■ **What is needed**
Only lines that contain the word "super" are to be returned from the data below.

[Recorded data]
******************************

// Copyright (c) Portal Bridge, Inc.
// SPDX-License-Identifier: Apache-2.0

use crate::error::BridgeResult;
use crate::types::RawLogEntry;
use async_trait::async_trait;

/// Boundary to the per-chain log source. Implementations own transport,
/// pagination and retry policy; the engine only requires that every returned
/// entry carries enough context to decode without further network calls.
///
/// The range is half-open: `[from_block, to_block)`. For object-based chains
/// the bounds are checkpoint sequence numbers.
#[async_trait]
pub trait ChainLogSource: Send + Sync {
    async fn fetch(&self, from_block: u64, to_block: u64) -> BridgeResult<Vec<RawLogEntry>>;
}
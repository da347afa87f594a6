// Copyright (c) Portal Bridge, Inc.
// SPDX-License-Identifier: Apache-2.0

//! Canonical bridge-transfer extraction for the Portal token bridge.
//!
//! Raw, chain-specific on-chain activity (contract logs on account-based
//! chains, Move-call events on object-based chains) is decoded, classified
//! and normalized into one [`types::BridgeTransfer`] shape per transaction,
//! so consumers depend on a single canonical record rather than per-chain
//! log formats. The engine is computation-only: the per-chain
//! [`source::ChainLogSource`] owns transport, retries and chunking.

pub mod abi;
pub mod classify;
pub mod config;
pub mod decode;
pub mod error;
pub mod eth_source;
pub mod events;
pub mod metrics;
pub mod monitor;
pub mod source;
pub mod types;

#[cfg(test)]
pub mod test_utils;


pub use config::{ChainConfig, ChainDescriptor, ChainFamily, ChainRegistry};
pub use error::{BridgeError, BridgeResult};
pub use metrics::BridgeMetrics;
pub use monitor::{BridgeMonitor, TransferQueryResult};
pub use source::ChainLogSource;
pub use types::{BridgeTransfer, RawLogEntry};
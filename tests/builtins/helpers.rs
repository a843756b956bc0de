//! Tests for silentSetPrototypeOf, ensureObject, throwTypeError and
//! exponentiationOperator

use super::*;

fn set_proto(rt: &mut Runtime, obj: JsValue, parent: JsValue) -> JsResult<JsValue> {
    rt.call_builtin(BuiltinMethod::SilentSetPrototypeOf, &[obj, parent])
}

#[test]
fn test_silent_set_prototype_of_sets() {
    let mut rt = create_test_runtime();
    let scope = rt.gc_scope();
    let obj = object_with(&mut rt, &scope, &[]);
    let parent = object_with(&mut rt, &scope, &[("inherited", JsValue::from(1))]);

    assert!(set_proto(&mut rt, obj.value(), parent.value()).unwrap().is_undefined());
    assert_eq!(rt.object(obj.id()).unwrap().prototype, Some(parent.id()));
    assert_eq!(get(&mut rt, obj.id(), "inherited"), JsValue::from(1));

    assert!(set_proto(&mut rt, obj.value(), JsValue::Null).unwrap().is_undefined());
    assert_eq!(rt.object(obj.id()).unwrap().prototype, None);
}

#[test]
fn test_silent_set_prototype_of_swallows_failures() {
    let mut rt = create_test_runtime();
    let scope = rt.gc_scope();
    let a = object_with(&mut rt, &scope, &[]);
    let b = object_with(&mut rt, &scope, &[]);
    set_proto(&mut rt, b.value(), a.value()).unwrap();

    // Cycle
    assert!(set_proto(&mut rt, a.value(), b.value()).unwrap().is_undefined());
    assert_ne!(rt.object(a.id()).unwrap().prototype, Some(b.id()));

    // Non-extensible
    let before = rt.object(b.id()).unwrap().prototype;
    rt.prevent_extensions(b.id()).unwrap();
    assert!(set_proto(&mut rt, b.value(), JsValue::Null).unwrap().is_undefined());
    assert_eq!(rt.object(b.id()).unwrap().prototype, before);
}

#[test]
fn test_silent_set_prototype_of_ignores_bad_arguments() {
    let mut rt = create_test_runtime();
    let scope = rt.gc_scope();
    let obj = object_with(&mut rt, &scope, &[]);
    let before = rt.object(obj.id()).unwrap().prototype;

    assert!(set_proto(&mut rt, JsValue::from(1), obj.value()).unwrap().is_undefined());
    assert!(set_proto(&mut rt, obj.value(), JsValue::from("parent")).unwrap().is_undefined());
    assert!(set_proto(&mut rt, obj.value(), JsValue::Undefined).unwrap().is_undefined());
    assert_eq!(rt.object(obj.id()).unwrap().prototype, before);
}

#[test]
fn test_ensure_object() {
    let mut rt = create_test_runtime();
    let scope = rt.gc_scope();
    let obj = object_with(&mut rt, &scope, &[]);
    let ok = rt
        .call_builtin(BuiltinMethod::EnsureObject, &[obj.value(), JsValue::from("unused")])
        .unwrap();
    assert!(ok.is_undefined());

    let msg = expect_type_error(rt.call_builtin(
        BuiltinMethod::EnsureObject,
        &[JsValue::Null, JsValue::from("Iterator result is not an object")],
    ));
    assert_eq!(msg, "Iterator result is not an object");
}

#[test]
fn test_throw_type_error() {
    let mut rt = create_test_runtime();
    let msg = expect_type_error(
        rt.call_builtin(BuiltinMethod::ThrowTypeError, &[JsValue::from("Assignment to constant")]),
    );
    assert_eq!(msg, "Assignment to constant");
}

fn pow(rt: &mut Runtime, base: JsValue, exponent: JsValue) -> JsValue {
    rt.call_builtin(BuiltinMethod::ExponentiationOperator, &[base, exponent])
        .unwrap()
}

#[test]
fn test_exponentiation_operator() {
    let mut rt = create_test_runtime();
    assert_eq!(pow(&mut rt, JsValue::from(2), JsValue::from(10)), JsValue::from(1024));
    assert_eq!(pow(&mut rt, JsValue::from("3"), JsValue::from(2)), JsValue::from(9));
    assert_eq!(pow(&mut rt, JsValue::from(f64::NAN), JsValue::from(0)), JsValue::from(1));
    assert_eq!(pow(&mut rt, JsValue::from(2), JsValue::from(-1)), JsValue::from(0.5));
    assert!(
        pow(&mut rt, JsValue::from(1), JsValue::from(f64::INFINITY))
            .as_number()
            .unwrap()
            .is_nan()
    );
    assert!(pow(&mut rt, JsValue::Undefined, JsValue::from(1)).as_number().unwrap().is_nan());
}

#[test]
fn test_exponentiation_operator_uses_value_of() {
    let mut rt = create_test_runtime();
    let scope = rt.gc_scope();
    let obj = object_with(&mut rt, &scope, &[]);
    let value_of = scope.object(rt.create_host_function("valueOf", 0, |_, _| Ok(JsValue::from(5))));
    rt.put(obj.id(), PropertyKey::from("valueOf"), value_of.value(), PropOpFlags::THROW)
        .unwrap();
    assert_eq!(pow(&mut rt, obj.value(), JsValue::from(2)), JsValue::from(25));

    let symbol = JsValue::Symbol(rt.create_symbol(None));
    let result = rt.call_builtin(BuiltinMethod::ExponentiationOperator, &[symbol, JsValue::from(1)]);
    assert!(result.unwrap_err().is_type_error());
}
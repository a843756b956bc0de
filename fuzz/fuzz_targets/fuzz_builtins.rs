#![no_main]

use libfuzzer_sys::fuzz_target;
use jsnative::{BuiltinMethod, JsValue, Runtime, RuntimeConfig};

const MAX_CALLS: usize = 64;
const MAX_ARGS: usize = 8;

/// Decode one argument from the byte stream. Objects are picked from `pool`.
fn decode_value(rt: &mut Runtime, pool: &[JsValue], bytes: &mut impl Iterator<Item = u8>) -> JsValue {
    let tag = bytes.next().unwrap_or(0);
    let payload = bytes.next().unwrap_or(0);
    match tag % 8 {
        0 => JsValue::Undefined,
        1 => JsValue::Null,
        2 => JsValue::Boolean(payload & 1 == 1),
        3 => JsValue::from(i32::from(payload as i8)),
        4 => JsValue::from(f64::from(payload) / 3.0),
        5 => JsValue::from(String::from_utf8_lossy(&[payload]).as_ref()),
        6 => JsValue::Symbol(rt.create_symbol(None)),
        _ => pool
            .get(usize::from(payload) % pool.len().max(1))
            .cloned()
            .unwrap_or(JsValue::Undefined),
    }
}

fuzz_target!(|data: &[u8]| {
    let config = RuntimeConfig {
        gc_threshold: 1,
        ..RuntimeConfig::default()
    };
    let mut rt = Runtime::with_config(config);
    let module = rt.create_module("fuzz");
    let scope = rt.gc_scope();

    // Objects arguments can refer to: plain, array, and function values
    let mut pool = Vec::new();
    for _ in 0..2 {
        pool.push(scope.handle(JsValue::Object(rt.create_object())).value());
        pool.push(scope.handle(JsValue::Object(rt.create_array(0))).value());
    }
    let function = rt.create_code_function(module, "f", |_, _| Ok(JsValue::Undefined));
    pool.push(scope.handle(JsValue::Object(function)).value());

    let mut bytes = data.iter().copied();
    for _ in 0..MAX_CALLS {
        let Some(selector) = bytes.next() else {
            break;
        };
        let method = BuiltinMethod::ALL[usize::from(selector) % BuiltinMethod::ALL.len()];
        let argc = usize::from(bytes.next().unwrap_or(0)) % (MAX_ARGS + 1);

        let result = {
            let call_scope = rt.gc_scope();
            let mut args = Vec::with_capacity(argc);
            for _ in 0..argc {
                let value = decode_value(&mut rt, &pool, &mut bytes);
                args.push(call_scope.handle(value).value());
            }

            // Half the calls come from compiled code so frame-sensitive built-ins run
            if selector & 0x80 == 0 {
                rt.call_builtin(method, &args)
            } else {
                let caller = rt.create_code_function(module, "caller", move |rt, _| {
                    rt.call_builtin(method, &args)
                });
                rt.call(&JsValue::Object(caller), JsValue::Undefined, &[])
            }
        };
        // Rooted in the outer scope only after the call scope is gone
        if let Ok(value) = result {
            pool.push(scope.handle(value).value());
        }
        assert_eq!(rt.call_depth(), 0);
    }
});
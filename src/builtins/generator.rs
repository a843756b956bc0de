//! `yield*` bookkeeping

use crate::error::{JsError, JsResult};
use crate::runtime::Runtime;
use crate::value::JsValue;

use super::NativeArgs;

/// `generatorSetDelegated()`: mark the calling generator as delegating to
/// an inner iterator, so its next resume forwards `throw`/`return`.
pub(super) fn generator_set_delegated(rt: &mut Runtime, _args: &NativeArgs) -> JsResult<JsValue> {
    let not_delegating =
        || JsError::type_error("generatorSetDelegated can only be called as part of yield*");
    let Some(callee) = rt.caller_frame().map(|frame| frame.callee) else {
        return Err(not_delegating());
    };
    let activation = rt
        .object_mut(callee)?
        .function_mut()
        .and_then(|function| function.generator.as_mut())
        .ok_or_else(not_delegating)?;
    activation.delegated = true;
    Ok(JsValue::Undefined)
}
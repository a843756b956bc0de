//! CommonJS `require` by module-table index

use crate::error::{JsError, JsResult};
use crate::runtime::Runtime;
use crate::value::{JsValue, to_uint32};

use super::NativeArgs;

/// `requireFast(moduleIndex)`: exports of the CommonJS module registered
/// under `moduleIndex` in the calling module, loading it on first use
pub(super) fn require_fast(rt: &mut Runtime, args: &NativeArgs) -> JsResult<JsValue> {
    let Some(index) = args.arg(0).as_number() else {
        return Err(JsError::type_error("Module index must be a number"));
    };
    let module = rt
        .caller_module()
        .ok_or_else(|| JsError::type_error("Cannot be called from native code"))?;
    rt.require_cjs(module, to_uint32(index))
}
//! Runtime configuration

use serde::Deserialize;
use thiserror::Error;

use crate::gc::DEFAULT_GC_THRESHOLD;

/// Default bound on nested native/host/code calls
pub const DEFAULT_MAX_CALL_DEPTH: usize = 256;

/// Default bound on the argument count of a prepared native call frame
pub const DEFAULT_MAX_CALL_ARGS: usize = 65_536;

/// Tunables for a [`crate::Runtime`]
#[derive(Debug, Clone, PartialEq, Eq, Deserialize)]
#[serde(default)]
pub struct RuntimeConfig {
    /// Allocations between automatic collections (0 disables them)
    pub gc_threshold: usize,
    /// Calls deeper than this raise RangeError
    pub max_call_depth: usize,
    /// Frames with more arguments than this raise RangeError
    pub max_call_args: usize,
}

impl Default for RuntimeConfig {
    fn default() -> Self {
        Self {
            gc_threshold: DEFAULT_GC_THRESHOLD,
            max_call_depth: DEFAULT_MAX_CALL_DEPTH,
            max_call_args: DEFAULT_MAX_CALL_ARGS,
        }
    }
}

#[derive(Debug, Error)]
pub enum ConfigError {
    #[error("invalid runtime config: {0}")]
    Json(#[from] serde_json::Error),

    #[error("invalid value for {name}: {value:?}")]
    InvalidEnv { name: &'static str, value: String },
}

impl RuntimeConfig {
    /// Parse a JSON object. Missing fields keep their defaults.
    pub fn from_json(json: &str) -> Result<Self, ConfigError> {
        Ok(serde_json::from_str(json)?)
    }

    /// Apply `GC_THRESHOLD`, `MAX_CALL_DEPTH` and `MAX_CALL_ARGS` from the environment
    pub fn with_env_overrides(self) -> Result<Self, ConfigError> {
        self.with_overrides_from(|name| std::env::var(name).ok())
    }

    fn with_overrides_from(
        mut self,
        lookup: impl Fn(&str) -> Option<String>,
    ) -> Result<Self, ConfigError> {
        if let Some(value) = lookup("GC_THRESHOLD") {
            self.gc_threshold = parse_usize("GC_THRESHOLD", value)?;
        }
        if let Some(value) = lookup("MAX_CALL_DEPTH") {
            self.max_call_depth = parse_usize("MAX_CALL_DEPTH", value)?;
        }
        if let Some(value) = lookup("MAX_CALL_ARGS") {
            self.max_call_args = parse_usize("MAX_CALL_ARGS", value)?;
        }
        Ok(self)
    }
}

fn parse_usize(name: &'static str, value: String) -> Result<usize, ConfigError> {
    value
        .trim()
        .parse()
        .map_err(|_| ConfigError::InvalidEnv { name, value })
}
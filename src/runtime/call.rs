//! Frames, call and construct

use std::rc::Rc;

use crate::builtins::NativeArgs;
use crate::error::{JsError, JsResult};
use crate::gc::{ObjectId, Traceable};
use crate::module::ModuleId;
use crate::object::{
    FunctionData, FunctionKind, GeneratorActivation, JsObject, NativeFn, ObjectKind, Property,
    PropertyFlags,
};
use crate::value::{JsString, JsValue, PropertyKey};

use super::Runtime;

/// One activation on the frame stack
#[derive(Debug, Clone)]
pub struct StackFrame {
    pub callee: ObjectId,
    pub this: JsValue,
    pub new_target: Option<ObjectId>,
    pub args: Rc<[JsValue]>,
    /// Module of the running code, `None` for native and host functions
    pub module: Option<ModuleId>,
}

impl Traceable for StackFrame {
    fn trace(&self, visitor: &mut dyn FnMut(ObjectId)) {
        visitor(self.callee);
        self.this.trace(visitor);
        if let Some(new_target) = self.new_target {
            visitor(new_target);
        }
        for arg in self.args.iter() {
            arg.trace(visitor);
        }
    }
}

/// A call prepared by native code before it is invoked.
///
/// Values pushed here are not rooted until the frame is invoked, so fill it
/// without allocating in between.
#[derive(Debug)]
pub struct NativeCallFrame {
    callee: JsValue,
    this: JsValue,
    args: Vec<JsValue>,
}

impl NativeCallFrame {
    pub fn new(callee: JsValue, this: JsValue, capacity: usize) -> Self {
        Self {
            callee,
            this,
            args: Vec::with_capacity(capacity),
        }
    }

    pub fn with_args(callee: JsValue, this: JsValue, args: &[JsValue]) -> Self {
        Self {
            callee,
            this,
            args: args.to_vec(),
        }
    }

    pub fn push_arg(&mut self, value: JsValue) {
        self.args.push(value);
    }

    pub fn arg_count(&self) -> usize {
        self.args.len()
    }
}

impl Runtime {
    /// [[Call]]
    pub fn call(&mut self, callee: &JsValue, this: JsValue, args: &[JsValue]) -> JsResult<JsValue> {
        self.call_frame(NativeCallFrame::with_args(callee.clone(), this, args))
    }

    /// [[Construct]] with `new.target` = `callee`
    pub fn construct(&mut self, callee: &JsValue, args: &[JsValue]) -> JsResult<JsValue> {
        let scope = self.gc_scope();
        let this = scope.object(self.create_this_for_construct(callee)?);
        self.construct_frame(NativeCallFrame::with_args(
            callee.clone(),
            this.value(),
            args,
        ))
    }

    /// Invoke a prepared frame with ordinary call semantics
    pub fn call_frame(&mut self, frame: NativeCallFrame) -> JsResult<JsValue> {
        let callee = self.callable_object(&frame.callee)?;
        self.invoke(callee, frame.this, frame.args.into(), None)
    }

    /// Invoke a prepared frame with construct semantics. The frame's `this`
    /// must come from [`Runtime::create_this_for_construct`]; it is the result
    /// unless the function returns an object.
    pub fn construct_frame(&mut self, frame: NativeCallFrame) -> JsResult<JsValue> {
        let callee = self.callable_object(&frame.callee)?;
        if !self.is_constructor(callee)? {
            return Err(not_a_constructor(self, &frame.callee));
        }
        let this = frame.this;
        let result = self.invoke(callee, this.clone(), frame.args.into(), Some(callee))?;
        Ok(if result.is_object() { result } else { this })
    }

    /// OrdinaryCreateFromConstructor: a fresh object whose prototype is
    /// `callee.prototype` (Object.prototype when that is not an object)
    pub fn create_this_for_construct(&mut self, callee: &JsValue) -> JsResult<ObjectId> {
        let id = self.callable_object(callee)?;
        if !self.is_constructor(id)? {
            return Err(not_a_constructor(self, callee));
        }
        let prototype = self
            .get_named(id, "prototype")?
            .as_object()
            .unwrap_or(self.realm.object_prototype);
        Ok(self.alloc(JsObject::with_prototype(Some(prototype))))
    }

    fn callable_object(&self, value: &JsValue) -> JsResult<ObjectId> {
        match value.as_object() {
            Some(id) if self.object(id)?.is_callable() => Ok(id),
            _ => Err(JsError::type_error(format!(
                "{} is not a function",
                self.describe_value(value)
            ))),
        }
    }

    fn is_constructor(&self, id: ObjectId) -> JsResult<bool> {
        Ok(self
            .object(id)?
            .function()
            .is_some_and(|f| f.is_constructor))
    }

    fn invoke(
        &mut self,
        callee: ObjectId,
        this: JsValue,
        args: Rc<[JsValue]>,
        new_target: Option<ObjectId>,
    ) -> JsResult<JsValue> {
        if self.frames.len() >= self.config.max_call_depth {
            return Err(JsError::range_error("Maximum call stack size exceeded"));
        }
        let function = self
            .object(callee)?
            .function()
            .ok_or_else(|| JsError::internal("callee lost its [[Call]] slot"))?;
        let kind = function.kind.clone();
        let module = function.module();

        self.frames.push(StackFrame {
            callee,
            this: this.clone(),
            new_target,
            args: args.clone(),
            module,
        });
        let native_args = NativeArgs::new(this, args, new_target);
        let result = match kind {
            FunctionKind::Native { func, .. } => func(self, &native_args),
            FunctionKind::Host(body) | FunctionKind::Code { body, .. } => body(self, &native_args),
        };
        self.frames.pop();
        result
    }

    // ------------------------------------------------------------------------
    // Frame lookups
    // ------------------------------------------------------------------------

    /// Frame of the function currently running
    pub fn current_frame(&self) -> Option<&StackFrame> {
        self.frames.last()
    }

    /// Frame of whoever called the function currently running
    pub fn caller_frame(&self) -> Option<&StackFrame> {
        let len = self.frames.len();
        if len < 2 {
            return None;
        }
        self.frames.get(len - 2)
    }

    /// Compiled module of the calling frame, if the caller is compiled code
    pub fn caller_module(&self) -> Option<ModuleId> {
        self.caller_frame().and_then(|frame| frame.module)
    }

    pub fn call_depth(&self) -> usize {
        self.frames.len()
    }

    // ------------------------------------------------------------------------
    // Function creation
    // ------------------------------------------------------------------------

    pub fn create_native_function(&mut self, name: &str, func: NativeFn, arity: u8) -> ObjectId {
        self.create_function(
            FunctionData {
                name: JsString::from(name),
                kind: FunctionKind::Native { func, arity },
                is_constructor: false,
                generator: None,
            },
            u32::from(arity),
        )
    }

    /// A function backed by a Rust closure with no owning module.
    ///
    /// The collector does not see inside `body`: an [`ObjectId`] it captures
    /// must stay rooted by the caller (a scope, [`Runtime::add_root`], or a
    /// property of this function) for as long as the function can run.
    pub fn create_host_function<F>(&mut self, name: &str, arity: u32, body: F) -> ObjectId
    where
        F: Fn(&mut Runtime, &NativeArgs) -> JsResult<JsValue> + 'static,
    {
        self.create_function(
            FunctionData {
                name: JsString::from(name),
                kind: FunctionKind::Host(Rc::new(body)),
                is_constructor: false,
                generator: None,
            },
            arity,
        )
    }

    /// A constructor standing in for compiled code of `module`. Gets a fresh
    /// `prototype` object linked back through `constructor`.
    ///
    /// As with [`Runtime::create_host_function`], objects captured by `body`
    /// are not traced and must be rooted by the caller.
    pub fn create_code_function<F>(&mut self, module: ModuleId, name: &str, body: F) -> ObjectId
    where
        F: Fn(&mut Runtime, &NativeArgs) -> JsResult<JsValue> + 'static,
    {
        let scope = self.gc_scope();
        let function = scope.object(self.create_function(
            FunctionData {
                name: JsString::from(name),
                kind: FunctionKind::Code {
                    module,
                    body: Rc::new(body),
                },
                is_constructor: true,
                generator: None,
            },
            0,
        ));
        let prototype = self.create_object();
        self.insert_own(
            prototype,
            PropertyKey::from("constructor"),
            function.value(),
            PropertyFlags::hidden(),
        );
        self.insert_own(
            function.id(),
            PropertyKey::from("prototype"),
            JsValue::Object(prototype),
            PropertyFlags {
                writable: true,
                enumerable: false,
                configurable: false,
            },
        );
        function.id()
    }

    /// A generator activation of compiled code in `module`
    pub fn create_generator_function<F>(&mut self, module: ModuleId, name: &str, body: F) -> ObjectId
    where
        F: Fn(&mut Runtime, &NativeArgs) -> JsResult<JsValue> + 'static,
    {
        self.create_function(
            FunctionData {
                name: JsString::from(name),
                kind: FunctionKind::Code {
                    module,
                    body: Rc::new(body),
                },
                is_constructor: false,
                generator: Some(GeneratorActivation::default()),
            },
            0,
        )
    }

    fn create_function(&mut self, data: FunctionData, length: u32) -> ObjectId {
        let name = data.name.clone();
        let mut object = JsObject::with_prototype(Some(self.realm.function_prototype));
        object.kind = ObjectKind::Function(Box::new(data));
        let read_only = PropertyFlags {
            writable: false,
            enumerable: false,
            configurable: true,
        };
        object.insert_property(
            PropertyKey::from("length"),
            Property::data(JsValue::from(length), read_only),
        );
        object.insert_property(
            PropertyKey::from("name"),
            Property::data(JsValue::String(name), read_only),
        );
        self.alloc(object)
    }

    fn insert_own(&mut self, target: ObjectId, key: PropertyKey, value: JsValue, flags: PropertyFlags) {
        if let Some(object) = self.heap.get_mut(target) {
            object.insert_property(key, Property::data(value, flags));
        }
    }

    /// Delegation flag of a generator activation, `None` for other functions
    pub fn generator_delegated(&self, function: ObjectId) -> JsResult<Option<bool>> {
        Ok(self
            .object(function)?
            .function()
            .and_then(|f| f.generator.as_ref())
            .map(|g| g.delegated))
    }
}

fn not_a_constructor(rt: &Runtime, callee: &JsValue) -> JsError {
    JsError::type_error(format!("{} is not a constructor", rt.describe_value(callee)))
}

******************************

■ **Task output**
use super::*;
use super::NativeArgs;
pub(super) fn generator_set_delegated(rt: &mut Runtime, _args: &NativeArgs) -> JsResult<JsValue> {
use super::NativeArgs;
pub(super) fn require_fast(rt: &mut Runtime, args: &NativeArgs) -> JsResult<JsValue> {
use super::Runtime;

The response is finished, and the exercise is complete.